INFORMATION Start Marker

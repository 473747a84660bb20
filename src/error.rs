use std::path::PathBuf;

use miette::Diagnostic;
use thiserror::Error;

#[derive(Debug, Error, Diagnostic)]
pub enum RetrievalError {
    #[error("cannot relativize {deep} against {base}: no components beyond the base")]
    PathError { base: String, deep: String },

    #[error("completion ledger not available at {0}")]
    LedgerUnavailable(PathBuf),

    #[error("fetch failed for {slot}: {message}")]
    FetchFailure { slot: String, message: String },

    #[error("malformed canonical name: {0}")]
    MalformedName(String),

    #[error("invalid retrieval unit: {0}")]
    InvalidUnit(String),

    #[error("invalid date: {0}")]
    InvalidDate(String),

    #[error("invalid project name: {0}")]
    InvalidProject(String),

    #[error("band {index} requested but raster has {bands} bands")]
    BandOutOfRange { index: usize, bands: usize },

    #[error("raster error: {0}")]
    Raster(String),

    #[error("summary table {path} has unexpected header: {found}")]
    SummaryHeader { path: PathBuf, found: String },

    #[error("summary table row is not sortable: {0}")]
    SummaryRow(String),

    #[error("missing config file srm.json in current directory")]
    MissingConfig,

    #[error("failed to read config file at {0}")]
    ConfigRead(PathBuf),

    #[error("failed to parse JSON config: {0}")]
    ConfigParse(String),

    #[error("imagery request failed: {0}")]
    FetchHttp(String),

    #[error("imagery service returned status {status}: {message}")]
    FetchStatus { status: u16, message: String },

    #[error("filesystem error: {0}")]
    Filesystem(String),

    #[error("{failed} preface batch(es) of project {project} did not complete")]
    BatchIncomplete { project: String, failed: usize },
}

impl RetrievalError {
    pub fn is_operational(&self) -> bool {
        matches!(
            self,
            RetrievalError::FetchFailure { .. }
                | RetrievalError::FetchHttp(_)
                | RetrievalError::FetchStatus { .. }
                | RetrievalError::BatchIncomplete { .. }
        )
    }
}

INFORMATION End Marker

#### EXERCISE GOAL:
Return the records exactly, every line included.

#### ANSWER BOX:
repository 473747a84660bb20
filename src/error.rs
use std::path::PathBuf;

use miette::Diagnostic;
use thiserror::Error;

#[derive(Debug, Error, Diagnostic)]
pub enum RetrievalError {
    #[error("cannot relativize {deep} against {base}: no components beyond the base")]
    PathError { base: String, deep: String },

    #[error("completion ledger not available at {0}")]
    LedgerUnavailable(PathBuf),

    #[error("fetch failed for {slot}: {message}")]
    FetchFailure { slot: String, message: String },

    #[error("malformed canonical name: {0}")]
    MalformedName(String),

    #[error("invalid retrieval unit: {0}")]
    InvalidUnit(String),

    #[error("invalid date: {0}")]
    InvalidDate(String),

    #[error("invalid project name: {0}")]
    InvalidProject(String),

    #[error("band {index} requested but raster has {bands} bands")]
    BandOutOfRange { index: usize, bands: usize },

    #[error("raster error: {0}")]
    Raster(String),

    #[error("summary table {path} has unexpected header: {found}")]
    SummaryHeader { path: PathBuf, found: String },

    #[error("summary table row is not sortable: {0}")]
    SummaryRow(String),

    #[error("missing config file srm.json in current directory")]
    MissingConfig,

    #[error("failed to read config file at {0}")]
    ConfigRead(PathBuf),

    #[error("failed to parse JSON config: {0}")]
    ConfigParse(String),

    #[error("imagery request failed: {0}")]
    FetchHttp(String),

    #[error("imagery service returned status {status}: {message}")]
    FetchStatus { status: u16, message: String },

    #[error("filesystem error: {0}")]
    Filesystem(String),

    #[error("{failed} preface batch(es) of project {project} did not complete")]
    BatchIncomplete { project: String, failed: usize },
}

impl RetrievalError {
    pub fn is_operational(&self) -> bool {
        matches!(
            self,
            RetrievalError::FetchFailure { .. }
                | RetrievalError::FetchHttp(_)
                | RetrievalError::FetchStatus { .. }
                | RetrievalError::BatchIncomplete { .. }
        )
    }
}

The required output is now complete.